Process Mining Can Help Reduce Process Friction in the Insurance Claims Process

process mining can help reduce process friction in the insurance claims processOptimizing the claims process is critical for controlling operating costs, increasing working capital, and improving customer satisfaction. But many insurance companies struggle to make significant improvements because they:

  • Can’t clearly identify the execution gaps and root causes of the “friction” in their processes 
  • Can’t effectively implement and monitor the actions that close each gap 

This post briefly shows how you can use the Doculabs Claims Execution Management Solution to identify friction in the claims process and remove or reduce it. You can see a demo here. I’m going to focus on the initial phase, discovery, of a process optimization project.

Our clients typically first use the application to discover the process friction points and the root causes of those inefficiencies. Typical friction points and their causes include assignment to the wrong adjusters, lack of process standardization, rework, and lack of automation. By knowing the root causes, you can make changes to the process to resolve the issues. And then after making the first round of enhancements, they monitor and continually improve their claims process. 

Our claims clients typically want to: 

  • Improve customer satisfaction 
  • Reduce claims payout 
  • Improve operational efficiency and operating costs 

I’ll focus on customer satisfaction and excess payout in this post. 

Introducing the Doculabs Claims Execution Management Solution 

The application uses the Celonis process mining platform to provide an end-to-end view of the claims process by extracting data from a client's source systems, such as Guidewire or Duck Creek. We can also extract event log data from document capture systems such as Kofax and automation platforms such as Appian and Pega. 

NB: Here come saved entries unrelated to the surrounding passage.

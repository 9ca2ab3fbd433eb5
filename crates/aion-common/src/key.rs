//! Composite key model shared by every index order.
//!
//! Keys are fixed-width concatenations of big-endian fields so that memcmp
//! equals semantic compare. Two flavors exist:
//!
//! - Triple keys: three 32-bit atoms in one of three rotations
//!   (SPO, POS, OSP), 12 bytes.
//! - Bitemporal keys: three atoms plus `valid_from`, `valid_to`, and
//!   `transaction_time` as 64-bit millisecond epochs, 36 bytes. Rotations
//!   SPOT, POST, OSPT keep the times trailing; TSPO leads with
//!   `valid_from` for time-range scans.
//!
//! When the store is configured with named graphs, a 4-byte graph atom is
//! prefixed to every key, making per-graph scans a contiguous range.

use crate::term::Atom;

/// Width of a triple key without graph prefix.
pub const TRIPLE_KEY_LEN: usize = 12;

/// Width of a bitemporal key without graph prefix.
pub const TEMPORAL_KEY_LEN: usize = 36;

/// Width of the optional leading graph atom.
pub const GRAPH_PREFIX_LEN: usize = 4;

/// Largest possible key width (temporal + graph prefix).
pub const MAX_KEY_LEN: usize = TEMPORAL_KEY_LEN + GRAPH_PREFIX_LEN;

/// Width of the per-entry value payload.
pub const VALUE_LEN: usize = 8;

/// `valid_to` encoding for an open-ended interval.
pub const TIME_OPEN_END: u64 = u64::MAX;

/// Field-rotation orderings of the composite key. Each order is a separate
/// B+tree over the same logical data, optimized for a different set of
/// bound pattern positions.
#[derive(Debug, Clone, Copy, PartialEq, Eq, Hash)]
pub enum IndexOrder {
    /// Subject, predicate, object.
    Spo,
    /// Predicate, object, subject.
    Pos,
    /// Object, subject, predicate.
    Osp,
    /// Subject, predicate, object, then times.
    Spot,
    /// Predicate, object, subject, then times.
    Post,
    /// Object, subject, predicate, then times.
    Ospt,
    /// Valid-from leading, then subject, predicate, object, remaining times.
    Tspo,
}

impl IndexOrder {
    /// The three orders maintained by a non-temporal store.
    pub const TRIPLE: [IndexOrder; 3] = [IndexOrder::Spo, IndexOrder::Pos, IndexOrder::Osp];

    /// The four orders maintained by a temporal store.
    pub const TEMPORAL: [IndexOrder; 4] = [
        IndexOrder::Spot,
        IndexOrder::Post,
        IndexOrder::Ospt,
        IndexOrder::Tspo,
    ];

    /// Returns true if this order carries time fields.
    #[inline]
    pub fn is_temporal(&self) -> bool {
        matches!(
            self,
            IndexOrder::Spot | IndexOrder::Post | IndexOrder::Ospt | IndexOrder::Tspo
        )
    }

    /// Key width for this order, with or without a graph prefix.
    #[inline]
    pub fn key_len(&self, with_graph: bool) -> usize {
        let base = if self.is_temporal() {
            TEMPORAL_KEY_LEN
        } else {
            TRIPLE_KEY_LEN
        };
        if with_graph {
            base + GRAPH_PREFIX_LEN
        } else {
            base
        }
    }

    /// File-name stem for this order's index file.
    pub fn file_stem(&self) -> &'static str {
        match self {
            IndexOrder::Spo => "spo",
            IndexOrder::Pos => "pos",
            IndexOrder::Osp => "osp",
            IndexOrder::Spot => "spot",
            IndexOrder::Post => "post",
            IndexOrder::Ospt => "ospt",
            IndexOrder::Tspo => "tspo",
        }
    }

    /// Stable file id for this order within a store.
    pub fn file_id(&self) -> u32 {
        match self {
            IndexOrder::Spo => 0,
            IndexOrder::Pos => 1,
            IndexOrder::Osp => 2,
            IndexOrder::Spot => 0,
            IndexOrder::Post => 1,
            IndexOrder::Ospt => 2,
            IndexOrder::Tspo => 3,
        }
    }
}

impl std::fmt::Display for IndexOrder {
    fn fmt(&self, f: &mut std::fmt::Formatter<'_>) -> std::fmt::Result {
        f.write_str(self.file_stem())
    }
}

/// Canonical field set of a composite key, independent of rotation.
///
/// Time fields are ignored for non-temporal orders; the graph is ignored
/// when the store runs without named graphs.
#[derive(Debug, Clone, Copy, PartialEq, Eq, Default)]
pub struct KeyComponents {
    /// Graph atom (only encoded when the store has named graphs).
    pub graph: Atom,
    /// Subject atom.
    pub subject: Atom,
    /// Predicate atom.
    pub predicate: Atom,
    /// Object atom.
    pub object: Atom,
    /// Start of the valid-time interval, ms since epoch.
    pub valid_from: u64,
    /// Exclusive end of the valid-time interval; `TIME_OPEN_END` = open.
    pub valid_to: u64,
    /// Instant the fact was recorded; never mutated.
    pub tx_time: u64,
}

/// A fixed-capacity encoded key.
///
/// Keys are at most `MAX_KEY_LEN` bytes, so the buffer lives inline with
/// no heap allocation on the hot path.
#[derive(Debug, Clone, Copy, PartialEq, Eq)]
pub struct KeyBuf {
    buf: [u8; MAX_KEY_LEN],
    len: u8,
}

impl KeyBuf {
    /// Creates an empty key buffer.
    pub fn new() -> Self {
        Self {
            buf: [0u8; MAX_KEY_LEN],
            len: 0,
        }
    }

    /// Copies an already-encoded key. Panics if it exceeds `MAX_KEY_LEN`.
    pub fn from_slice(key: &[u8]) -> Self {
        assert!(key.len() <= MAX_KEY_LEN);
        let mut buf = [0u8; MAX_KEY_LEN];
        buf[..key.len()].copy_from_slice(key);
        Self {
            buf,
            len: key.len() as u8,
        }
    }

    /// Returns the encoded key bytes.
    #[inline]
    pub fn as_slice(&self) -> &[u8] {
        &self.buf[..self.len as usize]
    }

    /// Returns the key length in bytes.
    #[inline]
    pub fn len(&self) -> usize {
        self.len as usize
    }

    /// Returns true if nothing has been encoded.
    #[inline]
    pub fn is_empty(&self) -> bool {
        self.len == 0
    }

    #[inline]
    fn push_u32(&mut self, value: u32) {
        let at = self.len as usize;
        self.buf[at..at + 4].copy_from_slice(&value.to_be_bytes());
        self.len += 4;
    }

    #[inline]
    fn push_u64(&mut self, value: u64) {
        let at = self.len as usize;
        self.buf[at..at + 8].copy_from_slice(&value.to_be_bytes());
        self.len += 8;
    }
}

impl Default for KeyBuf {
    fn default() -> Self {
        Self::new()
    }
}

impl AsRef<[u8]> for KeyBuf {
    fn as_ref(&self) -> &[u8] {
        self.as_slice()
    }
}

/// Encodes a composite key for the given order.
pub fn encode_key(order: IndexOrder, with_graph: bool, c: &KeyComponents) -> KeyBuf {
    let mut key = KeyBuf::new();
    if with_graph {
        key.push_u32(c.graph);
    }
    match order {
        IndexOrder::Spo => {
            key.push_u32(c.subject);
            key.push_u32(c.predicate);
            key.push_u32(c.object);
        }
        IndexOrder::Pos => {
            key.push_u32(c.predicate);
            key.push_u32(c.object);
            key.push_u32(c.subject);
        }
        IndexOrder::Osp => {
            key.push_u32(c.object);
            key.push_u32(c.subject);
            key.push_u32(c.predicate);
        }
        IndexOrder::Spot => {
            key.push_u32(c.subject);
            key.push_u32(c.predicate);
            key.push_u32(c.object);
            key.push_u64(c.valid_from);
            key.push_u64(c.valid_to);
            key.push_u64(c.tx_time);
        }
        IndexOrder::Post => {
            key.push_u32(c.predicate);
            key.push_u32(c.object);
            key.push_u32(c.subject);
            key.push_u64(c.valid_from);
            key.push_u64(c.valid_to);
            key.push_u64(c.tx_time);
        }
        IndexOrder::Ospt => {
            key.push_u32(c.object);
            key.push_u32(c.subject);
            key.push_u32(c.predicate);
            key.push_u64(c.valid_from);
            key.push_u64(c.valid_to);
            key.push_u64(c.tx_time);
        }
        IndexOrder::Tspo => {
            key.push_u64(c.valid_from);
            key.push_u32(c.subject);
            key.push_u32(c.predicate);
            key.push_u32(c.object);
            key.push_u64(c.valid_to);
            key.push_u64(c.tx_time);
        }
    }
    key
}

#[inline]
fn read_u32(buf: &[u8], at: usize) -> u32 {
    u32::from_be_bytes([buf[at], buf[at + 1], buf[at + 2], buf[at + 3]])
}

#[inline]
fn read_u64(buf: &[u8], at: usize) -> u64 {
    u64::from_be_bytes([
        buf[at],
        buf[at + 1],
        buf[at + 2],
        buf[at + 3],
        buf[at + 4],
        buf[at + 5],
        buf[at + 6],
        buf[at + 7],
    ])
}

/// Decodes a composite key back to canonical components.
///
/// The key must have exactly `order.key_len(with_graph)` bytes.
pub fn decode_key(order: IndexOrder, with_graph: bool, key: &[u8]) -> KeyComponents {
    debug_assert_eq!(key.len(), order.key_len(with_graph));
    let mut c = KeyComponents::default();
    let mut at = 0;
    if with_graph {
        c.graph = read_u32(key, at);
        at += 4;
    }
    match order {
        IndexOrder::Spo | IndexOrder::Spot => {
            c.subject = read_u32(key, at);
            c.predicate = read_u32(key, at + 4);
            c.object = read_u32(key, at + 8);
            at += 12;
        }
        IndexOrder::Pos | IndexOrder::Post => {
            c.predicate = read_u32(key, at);
            c.object = read_u32(key, at + 4);
            c.subject = read_u32(key, at + 8);
            at += 12;
        }
        IndexOrder::Osp | IndexOrder::Ospt => {
            c.object = read_u32(key, at);
            c.subject = read_u32(key, at + 4);
            c.predicate = read_u32(key, at + 8);
            at += 12;
        }
        IndexOrder::Tspo => {
            c.valid_from = read_u64(key, at);
            c.subject = read_u32(key, at + 8);
            c.predicate = read_u32(key, at + 12);
            c.object = read_u32(key, at + 16);
            at += 20;
        }
    }
    if order.is_temporal() {
        if order != IndexOrder::Tspo {
            c.valid_from = read_u64(key, at);
            at += 8;
        }
        c.valid_to = read_u64(key, at);
        c.tx_time = read_u64(key, at + 8);
    }
    c
}

/// Temporal query predicate, applied to each candidate entry's valid-time
/// interval at enumeration time.
#[derive(Debug, Clone, Copy, PartialEq, Eq)]
pub enum TemporalFilter {
    /// The fact was valid at instant `t`: `valid_from <= t < valid_to`.
    AsOf(u64),
    /// The interval overlaps `[lo, hi)`: `valid_from < hi && valid_to > lo`.
    Range {
        /// Window start (inclusive).
        lo: u64,
        /// Window end (exclusive).
        hi: u64,
    },
    /// Every non-tombstoned version.
    AllTime,
    /// The fact is valid now; resolved to `AsOf(now)` at query start.
    Current,
}

impl TemporalFilter {
    /// Resolves `Current` against a concrete clock reading. Other variants
    /// are returned unchanged.
    pub fn resolve(self, now_ms: u64) -> TemporalFilter {
        match self {
            TemporalFilter::Current => TemporalFilter::AsOf(now_ms),
            other => other,
        }
    }

    /// Returns true if an interval `[valid_from, valid_to)` satisfies this
    /// predicate. `Current` must be resolved first.
    #[inline]
    pub fn matches(&self, valid_from: u64, valid_to: u64) -> bool {
        match *self {
            TemporalFilter::AsOf(t) => valid_from <= t && t < valid_to,
            TemporalFilter::Range { lo, hi } => valid_from < hi && valid_to > lo,
            TemporalFilter::AllTime => true,
            TemporalFilter::Current => {
                debug_assert!(false, "Current must be resolved before matching");
                false
            }
        }
    }

    /// Upper bound on `valid_from` for a leading-time (TSPO) scan, or
    /// `TIME_OPEN_END` when the predicate does not cap it.
    pub fn valid_from_upper_bound(&self) -> u64 {
        match *self {
            TemporalFilter::AsOf(t) => t,
            // valid_from < hi, so the largest admissible value is hi - 1.
            TemporalFilter::Range { hi, .. } => hi.saturating_sub(1),
            TemporalFilter::AllTime | TemporalFilter::Current => TIME_OPEN_END,
        }
    }
}

/// Per-entry metadata stored alongside temporal keys.
///
/// Layout (16 bytes, little-endian):
/// - created_at: 4 bytes (seconds since epoch)
/// - modified_at: 4 bytes (seconds since epoch; 0 = never modified)
/// - version: 4 bytes
/// - flags: 1 byte (bit 0 = tombstone)
/// - reserved: 3 bytes
#[derive(Debug, Clone, Copy, PartialEq, Eq, Default)]
pub struct EntryMeta {
    /// Creation time, seconds since epoch.
    pub created_at: u32,
    /// Last modification time, seconds since epoch (0 = never).
    pub modified_at: u32,
    /// Version counter, bumped on every rewrite of the entry.
    pub version: u32,
    /// Flag bits.
    pub flags: u8,
}

impl EntryMeta {
    /// Size of the metadata block in bytes.
    pub const SIZE: usize = 16;

    /// Tombstone flag bit.
    pub const TOMBSTONE: u8 = 0b0000_0001;

    /// Creates metadata for a freshly inserted entry.
    pub fn new(created_at: u32) -> Self {
        Self {
            created_at,
            modified_at: 0,
            version: 1,
            flags: 0,
        }
    }

    /// Returns true if the tombstone flag is set.
    #[inline]
    pub fn is_tombstone(&self) -> bool {
        self.flags & Self::TOMBSTONE != 0
    }

    /// Sets or clears the tombstone flag.
    pub fn set_tombstone(&mut self, tombstone: bool) {
        if tombstone {
            self.flags |= Self::TOMBSTONE;
        } else {
            self.flags &= !Self::TOMBSTONE;
        }
    }

    /// Serializes to bytes.
    pub fn to_bytes(&self) -> [u8; Self::SIZE] {
        let mut buf = [0u8; Self::SIZE];
        buf[0..4].copy_from_slice(&self.created_at.to_le_bytes());
        buf[4..8].copy_from_slice(&self.modified_at.to_le_bytes());
        buf[8..12].copy_from_slice(&self.version.to_le_bytes());
        buf[12] = self.flags;
        // bytes 13-15 reserved
        buf
    }

    /// Deserializes from bytes.
    pub fn from_bytes(buf: &[u8]) -> Self {
        Self {
            created_at: u32::from_le_bytes([buf[0], buf[1], buf[2], buf[3]]),
            modified_at: u32::from_le_bytes([buf[4], buf[5], buf[6], buf[7]]),
            version: u32::from_le_bytes([buf[8], buf[9], buf[10], buf[11]]),
            flags: buf[12],
        }
    }
}

/// Fixed entry layout of one B+tree: key, value, and metadata widths.
///
/// The layout is recorded in the tree's metadata block and validated on
/// open; node degree derives from it as
/// `(PAGE_SIZE - headers) / entry_size`.
#[derive(Debug, Clone, Copy, PartialEq, Eq)]
pub struct EntryLayout {
    /// Key width in bytes.
    pub key_len: u16,
    /// Value width in bytes.
    pub value_len: u16,
    /// Metadata width in bytes (0 for non-temporal trees).
    pub meta_len: u16,
}

impl EntryLayout {
    /// Layout for an index order under the given graph configuration.
    pub fn for_order(order: IndexOrder, with_graph: bool) -> Self {
        Self {
            key_len: order.key_len(with_graph) as u16,
            value_len: VALUE_LEN as u16,
            meta_len: if order.is_temporal() {
                EntryMeta::SIZE as u16
            } else {
                0
            },
        }
    }

    /// Total width of one leaf entry.
    #[inline]
    pub fn entry_size(&self) -> usize {
        self.key_len as usize + self.value_len as usize + self.meta_len as usize
    }
}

Where should you start process discovery? Start by looking at the big performance indicators at the top of the application – here we have claims count, payout, duration (a proxy for efficiency), and satisfaction (in terms of Net Promoter Score). In this case, we currently have 7,400 claims with a $41 million payout, an average cycle time of 71 days, and an average Net Promoter Score of 47, a good score. We’ll be drilling into satisfaction and payout, to determine where we have low performance, what causes it, and what we can do about it. 

Investigating the Claims Process and Its Variants 

The next step is to take a look at the actual claims process. In the center of the new application window below you can see the most common path in the claims process.  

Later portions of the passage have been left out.